The door to Detective Lieutenant Cochran's office was open.

Rick leaned through the doorway. "You buzzed me Lieutenant?"

Lieutenant Cochran gestured Rick into the room, pointed toward an empty chair.

The chair adjacent to the empty chair was taken. As Rick sat the occupant of the adjacent chair swiveled around and Rick found himself gazing into eyes a delightful shade of green.

Addressing Green-eyes, Lieutenant Cochran said, "This is Detective Sergeant Reall -- Rick Reall. He's the one I was telling you about, one of my best."

Green-eyes offered her hand, introduced herself. "Kate Bevens. I'm pleased to meet you."

Rick's innate sensitivities, fed by a quick, discrete glimpse, made an appraisal. Kate was blond, pale, and slender with fine features and short hair.

Kate wore a lavender-colored pantsuit. Though styled for business, the jacket was gathered tightly at the waist.
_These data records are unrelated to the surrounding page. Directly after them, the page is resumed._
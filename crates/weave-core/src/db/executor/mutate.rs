use crate::{
    db::{
        executor::{CancelToken, context::Context},
        query::Query,
        record::Record,
        storage::{Row, StorageConnection},
    },
    error::InternalError,
    model::{ModelDef, SchemaCatalog},
    value::Key,
};

///
/// MutationExecutor
///
/// Set-based writes outside the cascading save: deleting records (with
/// their join rows) and updating every row that matches a query.
///

pub struct MutationExecutor<'a, S: ?Sized> {
    ctx: Context<'a, S>,
}

impl<'a, S> MutationExecutor<'a, S>
where
    S: StorageConnection + ?Sized,
{
    #[must_use]
    pub const fn new(catalog: &'a SchemaCatalog, storage: &'a S) -> Self {
        Self {
            ctx: Context::new(catalog, storage),
        }
    }

    #[must_use]
    pub const fn debug(mut self, debug: bool) -> Self {
        self.ctx.debug = debug;
        self
    }

    #[must_use]
    pub const fn cancel_token(mut self, token: &'a CancelToken) -> Self {
        self.ctx.cancel = Some(token);
        self
    }

    /// Delete one persisted record and every join row that references it.
    ///
    /// Unsaved records are left alone and report `false`. The record is
    /// marked as no longer existing only when storage removed its row.
    pub fn delete_record(&self, record: &mut Record) -> Result<bool, InternalError> {
        let model = self.ctx.catalog.model(record.model())?;
        let Some(key) = record.key().filter(|_| record.exists()) else {
            return Ok(false);
        };

        let deleted = self.delete_key(model, &key)?;
        if deleted {
            record.mark_deleted();
        }

        Ok(deleted)
    }

    /// Delete every `model` row matching `query`; returns rows removed.
    pub fn delete_where(&self, model: &str, query: &Query) -> Result<u64, InternalError> {
        let model = self.ctx.catalog.model(model)?;
        let mut deleted = 0u64;
        for key in self.matching_keys(model, query)? {
            if self.delete_key(model, &key)? {
                deleted += 1;
            }
        }

        Ok(deleted)
    }

    /// Apply `changes` to every `model` row matching `query`; returns rows
    /// updated. Primary keys cannot be changed this way.
    pub fn update_where(
        &self,
        model: &str,
        changes: &Row,
        query: &Query,
    ) -> Result<u64, InternalError> {
        let model = self.ctx.catalog.model(model)?;
        if changes.contains_key(&model.primary_key) {
            return Err(InternalError::save_invariant(format!(
                "bulk update cannot change primary key: model={} field={}",
                model.name, model.primary_key
            )));
        }

        let mut updated = 0u64;
        for key in self.matching_keys(model, query)? {
            if self.ctx.update(model, &key, changes)? {
                updated += 1;
            }
        }

        Ok(updated)
    }

    fn matching_keys(&self, model: &ModelDef, query: &Query) -> Result<Vec<Key>, InternalError> {
        let key_query = Query {
            conditions: query.conditions.clone(),
            order: query.order.clone(),
            limit: query.limit,
            offset: query.offset,
            ..Query::default()
        }
        .select(&model.primary_key);

        Ok(self
            .ctx
            .fetch(model, &key_query)?
            .iter()
            .filter_map(|row| row.get(&model.primary_key)?.as_key())
            .collect())
    }

    fn delete_key(&self, model: &ModelDef, key: &Key) -> Result<bool, InternalError> {
        // Phase 1: unlink from every join that references this model.
        for join in self.ctx.catalog.joins_referencing(&model.name)? {
            for row in self.ctx.fetch_join_rows(&join, std::slice::from_ref(key))? {
                self.ctx.delete_join_row(&join, &row.local, &row.remote)?;
            }
        }

        // Phase 2: the row itself.
        self.ctx.delete(model, key)
    }
}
A pale-pink blouse, which Rick guessed was silk, provided a suitably plain backdrop for Kate's necklace, which held a large, teardrop pearl suspended by a gold chain.

"Kate here is the Accounting Supervisor out at the Spirit Winds Casino," announced Lieutenant Cochran.

As Kate nodded toward Rick, Cochran continued, "She has a bit of a problem." Kate's smile slid into a slight smirk as the Lieutenant continued with, "She thinks we can help solve it."

Rick leaned back into his chair, happily awash in the fragrance of Kate's perfume.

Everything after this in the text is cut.